DIRECTIONS =
For this exercise, print all of the entries exactly as given.

RECORDS SHOWN =
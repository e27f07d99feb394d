//! The iteration driver for the code agent.
//!
//! ```text
//!            ┌──────────── Continue(agent) ────────────┐
//!            v                                          │
//!   RUNNING ──inference──> AWAITING_TOOL_RESULT ──tools──> router ── Stop ──> DONE
//!            │ (no tool calls)                          ^
//!            └──────────────────────────────────────────┘
//! ```
//!
//! One turn is one inference step plus every tool call that inference
//! requested, executed in order. Step keys are derived from the agent
//! name, the turn number, and the call index, so a replayed run walks
//! the same keys and reads recorded results instead of calling the LLM
//! or the sandbox again. State changes are applied outside the steps so
//! replay rebuilds the same state.

use std::sync::Arc;

use super::{Agent, AgentState};
use crate::errors::WorkflowError;
use crate::llm::{ChatMessage, ChatResponse, LlmClient};
use crate::sandbox::SandboxProvider;
use crate::tools::{ToolInvocation, ToolOutcome};
use crate::workflow::steps::StepRunner;

/// Default ceiling on turns per run.
pub const DEFAULT_MAX_ITERATIONS: u32 = 15;

/// What the router wants after a turn.
#[derive(Debug, Clone, PartialEq, Eq)]
pub enum RouteDecision {
    /// Run another turn with the named agent
    Continue(String),
    Stop,
}

/// Picks the next agent from the accumulated state.
pub type Router = fn(&AgentState, &Agent) -> RouteDecision;

/// Stop once a summary exists, otherwise keep the same agent going.
pub fn summary_router(state: &AgentState, last: &Agent) -> RouteDecision {
    if state.has_summary() {
        RouteDecision::Stop
    } else {
        RouteDecision::Continue(last.name.clone())
    }
}

/// Where tools run.
#[derive(Clone)]
pub struct ToolContext {
    pub provider: Arc<dyn SandboxProvider>,
    pub sandbox_id: String,
}

/// How a network run ended.
#[derive(Debug, Clone, PartialEq, Eq)]
pub struct NetworkOutcome {
    pub iterations: u32,
    /// False when the ceiling ended the run
    pub stopped_by_router: bool,
}

pub struct Network {
    pub name: String,
    agents: Vec<Agent>,
    max_iterations: u32,
    router: Router,
}

impl Network {
    /// A network whose first agent is the entry point.
    pub fn new(name: impl Into<String>, agents: Vec<Agent>) -> Self {
        Self {
            name: name.into(),
            agents,
            max_iterations: DEFAULT_MAX_ITERATIONS,
            router: summary_router,
        }
    }

    pub fn with_max_iterations(mut self, max_iterations: u32) -> Self {
        self.max_iterations = max_iterations;
        self
    }

    pub fn with_router(mut self, router: Router) -> Self {
        self.router = router;
        self
    }

    fn agent(&self, name: &str) -> Option<&Agent> {
        self.agents.iter().find(|a| a.name == name)
    }

    /// Drive turns until the router stops or the ceiling is reached.
    pub async fn run(
        &self,
        steps: &StepRunner,
        llm: &Arc<dyn LlmClient>,
        tools: &ToolContext,
        history: &[ChatMessage],
        prompt: &str,
        state: &mut AgentState,
    ) -> Result<NetworkOutcome, WorkflowError> {
        let Some(mut current) = self.agents.first() else {
            return Ok(NetworkOutcome {
                iterations: 0,
                stopped_by_router: true,
            });
        };

        let mut conversation: Vec<ChatMessage> = history.to_vec();
        conversation.push(ChatMessage::user(prompt));

        let mut iteration = 0;
        while iteration < self.max_iterations {
            tracing::debug!(
                run_id = steps.run_id(),
                agent = %current.name,
                iteration,
                "Agent turn"
            );

            let response = self.infer(steps, llm, current, &conversation, iteration).await?;
            conversation.push(ChatMessage::assistant_with_tools(
                response.content.clone(),
                response.tool_calls.clone(),
            ));

            if let Some(hook) = current.on_response
                && let Some(text) = response.text_content()
            {
                hook(text, state);
            }

            for (index, call) in response.tool_calls.iter().enumerate() {
                let result = match ToolInvocation::parse(call) {
                    Ok(invocation) => {
                        let key = format!(
                            "tool:{}:{}:{}:{}",
                            current.name,
                            iteration,
                            index,
                            invocation.name()
                        );
                        let outcome = run_tool(steps, tools, &key, &invocation).await?;
                        state.merge_files(invocation.written_files(&outcome.written));
                        outcome.result
                    }
                    Err(e) => {
                        tracing::warn!(
                            run_id = steps.run_id(),
                            tool = %call.function.name,
                            "Rejected tool call: {}",
                            e
                        );
                        format!("Error: {}", e)
                    }
                };
                conversation.push(ChatMessage::tool_result(call.id.clone(), result));
            }

            iteration += 1;

            match (self.router)(state, current) {
                RouteDecision::Stop => {
                    tracing::info!(
                        run_id = steps.run_id(),
                        iterations = iteration,
                        "Network stopped by router"
                    );
                    return Ok(NetworkOutcome {
                        iterations: iteration,
                        stopped_by_router: true,
                    });
                }
                RouteDecision::Continue(next) => {
                    current = self.agent(&next).unwrap_or(current);
                }
            }
        }

        tracing::warn!(
            run_id = steps.run_id(),
            max_iterations = self.max_iterations,
            "Network reached its iteration ceiling"
        );
        Ok(NetworkOutcome {
            iterations: iteration,
            stopped_by_router: false,
        })
    }

    async fn infer(
        &self,
        steps: &StepRunner,
        llm: &Arc<dyn LlmClient>,
        agent: &Agent,
        conversation: &[ChatMessage],
        iteration: u32,
    ) -> Result<ChatResponse, WorkflowError> {
        let key = format!("inference:{}:{}", agent.name, iteration);
        steps
            .run(&key, || async {
                let mut messages = Vec::with_capacity(conversation.len() + 1);
                messages.push(ChatMessage::system(agent.system_prompt.clone()));
                messages.extend_from_slice(conversation);
                llm.chat_completion(&agent.model, &messages, agent.tool_definitions())
                    .await
            })
            .await
    }
}

async fn run_tool(
    steps: &StepRunner,
    tools: &ToolContext,
    key: &str,
    invocation: &ToolInvocation,
) -> Result<ToolOutcome, WorkflowError> {
    steps
        .run(key, || async {
            let sandbox = tools.provider.connect(&tools.sandbox_id).await?;
            anyhow::Ok(invocation.execute(sandbox.as_ref()).await)
        })
        .await
}
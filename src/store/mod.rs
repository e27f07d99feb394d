//! Persistence for projects, messages, fragments, runs, and the step log.
//!
//! | Table            | Written by                                         |
//! |------------------|----------------------------------------------------|
//! | `projects`       | `sandsmith run`, API callers                       |
//! | `messages`       | USER messages on intake, one terminal per run      |
//! | `fragments`      | child of a RESULT message, never updated           |
//! | `workflow_runs`  | `WorkflowRunner` status bookkeeping                |
//! | `workflow_steps` | `StepRunner`, one row per completed durable step   |
//!
//! Messages and fragments are append-only.

pub mod db;
pub mod models;

pub use db::{DbHandle, StoreDb};
pub use models::*;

OUTPUT OF THE EXERCISE =
repository e27f07d99feb394d
//! The iteration driver for the code agent.
//!
//! ```text
//!            ┌──────────── Continue(agent) ────────────┐
//!            v                                          │
//!   RUNNING ──inference──> AWAITING_TOOL_RESULT ──tools──> router ── Stop ──> DONE
//!            │ (no tool calls)                          ^
//!            └──────────────────────────────────────────┘
//! ```
//!
//! One turn is one inference step plus every tool call that inference
//! requested, executed in order. Step keys are derived from the agent
//! name, the turn number, and the call index, so a replayed run walks
//! the same keys and reads recorded results instead of calling the LLM
//! or the sandbox again. State changes are applied outside the steps so
//! replay rebuilds the same state.

use std::sync::Arc;

use super::{Agent, AgentState};
use crate::errors::WorkflowError;
use crate::llm::{ChatMessage, ChatResponse, LlmClient};
use crate::sandbox::SandboxProvider;
use crate::tools::{ToolInvocation, ToolOutcome};
use crate::workflow::steps::StepRunner;

/// Default ceiling on turns per run.
pub const DEFAULT_MAX_ITERATIONS: u32 = 15;

/// What the router wants after a turn.
#[derive(Debug, Clone, PartialEq, Eq)]
pub enum RouteDecision {
    /// Run another turn with the named agent
    Continue(String),
    Stop,
}

/// Picks the next agent from the accumulated state.
pub type Router = fn(&AgentState, &Agent) -> RouteDecision;

/// Stop once a summary exists, otherwise keep the same agent going.
pub fn summary_router(state: &AgentState, last: &Agent) -> RouteDecision {
    if state.has_summary() {
        RouteDecision::Stop
    } else {
        RouteDecision::Continue(last.name.clone())
    }
}

/// Where tools run.
#[derive(Clone)]
pub struct ToolContext {
    pub provider: Arc<dyn SandboxProvider>,
    pub sandbox_id: String,
}

/// How a network run ended.
#[derive(Debug, Clone, PartialEq, Eq)]
pub struct NetworkOutcome {
    pub iterations: u32,
    /// False when the ceiling ended the run
    pub stopped_by_router: bool,
}

pub struct Network {
    pub name: String,
    agents: Vec<Agent>,
    max_iterations: u32,
    router: Router,
}

impl Network {
    /// A network whose first agent is the entry point.
    pub fn new(name: impl Into<String>, agents: Vec<Agent>) -> Self {
        Self {
            name: name.into(),
            agents,
            max_iterations: DEFAULT_MAX_ITERATIONS,
            router: summary_router,
        }
    }

    pub fn with_max_iterations(mut self, max_iterations: u32) -> Self {
        self.max_iterations = max_iterations;
        self
    }

    pub fn with_router(mut self, router: Router) -> Self {
        self.router = router;
        self
    }

    fn agent(&self, name: &str) -> Option<&Agent> {
        self.agents.iter().find(|a| a.name == name)
    }

    /// Drive turns until the router stops or the ceiling is reached.
    pub async fn run(
        &self,
        steps: &StepRunner,
        llm: &Arc<dyn LlmClient>,
        tools: &ToolContext,
        history: &[ChatMessage],
        prompt: &str,
        state: &mut AgentState,
    ) -> Result<NetworkOutcome, WorkflowError> {
        let Some(mut current) = self.agents.first() else {
            return Ok(NetworkOutcome {
                iterations: 0,
                stopped_by_router: true,
            });
        };

        let mut conversation: Vec<ChatMessage> = history.to_vec();
        conversation.push(ChatMessage::user(prompt));

        let mut iteration = 0;
        while iteration < self.max_iterations {
            tracing::debug!(
                run_id = steps.run_id(),
                agent = %current.name,
                iteration,
                "Agent turn"
            );

            let response = self.infer(steps, llm, current, &conversation, iteration).await?;
            conversation.push(ChatMessage::assistant_with_tools(
                response.content.clone(),
                response.tool_calls.clone(),
            ));

            if let Some(hook) = current.on_response
                && let Some(text) = response.text_content()
            {
                hook(text, state);
            }

            for (index, call) in response.tool_calls.iter().enumerate() {
                let result = match ToolInvocation::parse(call) {
                    Ok(invocation) => {
                        let key = format!(
                            "tool:{}:{}:{}:{}",
                            current.name,
                            iteration,
                            index,
                            invocation.name()
                        );
                        let outcome = run_tool(steps, tools, &key, &invocation).await?;
                        state.merge_files(invocation.written_files(&outcome.written));
                        outcome.result
                    }
                    Err(e) => {
                        tracing::warn!(
                            run_id = steps.run_id(),
                            tool = %call.function.name,
                            "Rejected tool call: {}",
                            e
                        );
                        format!("Error: {}", e)
                    }
                };
                conversation.push(ChatMessage::tool_result(call.id.clone(), result));
            }

            iteration += 1;

            match (self.router)(state, current) {
                RouteDecision::Stop => {
                    tracing::info!(
                        run_id = steps.run_id(),
                        iterations = iteration,
                        "Network stopped by router"
                    );
                    return Ok(NetworkOutcome {
                        iterations: iteration,
                        stopped_by_router: true,
                    });
                }
                RouteDecision::Continue(next) => {
                    current = self.agent(&next).unwrap_or(current);
                }
            }
        }

        tracing::warn!(
            run_id = steps.run_id(),
            max_iterations = self.max_iterations,
            "Network reached its iteration ceiling"
        );
        Ok(NetworkOutcome {
            iterations: iteration,
            stopped_by_router: false,
        })
    }

    async fn infer(
        &self,
        steps: &StepRunner,
        llm: &Arc<dyn LlmClient>,
        agent: &Agent,
        conversation: &[ChatMessage],
        iteration: u32,
    ) -> Result<ChatResponse, WorkflowError> {
        let key = format!("inference:{}:{}", agent.name, iteration);
        steps
            .run(&key, || async {
                let mut messages = Vec::with_capacity(conversation.len() + 1);
                messages.push(ChatMessage::system(agent.system_prompt.clone()));
                messages.extend_from_slice(conversation);
                llm.chat_completion(&agent.model, &messages, agent.tool_definitions())
                    .await
            })
            .await
    }
}

async fn run_tool(
    steps: &StepRunner,
    tools: &ToolContext,
    key: &str,
    invocation: &ToolInvocation,
) -> Result<ToolOutcome, WorkflowError> {
    steps
        .run(key, || async {
            let sandbox = tools.provider.connect(&tools.sandbox_id).await?;
            anyhow::Ok(invocation.execute(sandbox.as_ref()).await)
        })
        .await
}
filename src/store/mod.rs
repository e27f07d99feb394d
//! Persistence for projects, messages, fragments, runs, and the step log.
//!
//! | Table            | Written by                                         |
//! |------------------|----------------------------------------------------|
//! | `projects`       | `sandsmith run`, API callers                       |
//! | `messages`       | USER messages on intake, one terminal per run      |
//! | `fragments`      | child of a RESULT message, never updated           |
//! | `workflow_runs`  | `WorkflowRunner` status bookkeeping                |
//! | `workflow_steps` | `StepRunner`, one row per completed durable step   |
//!
//! Messages and fragments are append-only.

pub mod db;
pub mod models;

pub use db::{DbHandle, StoreDb};
pub use models::*;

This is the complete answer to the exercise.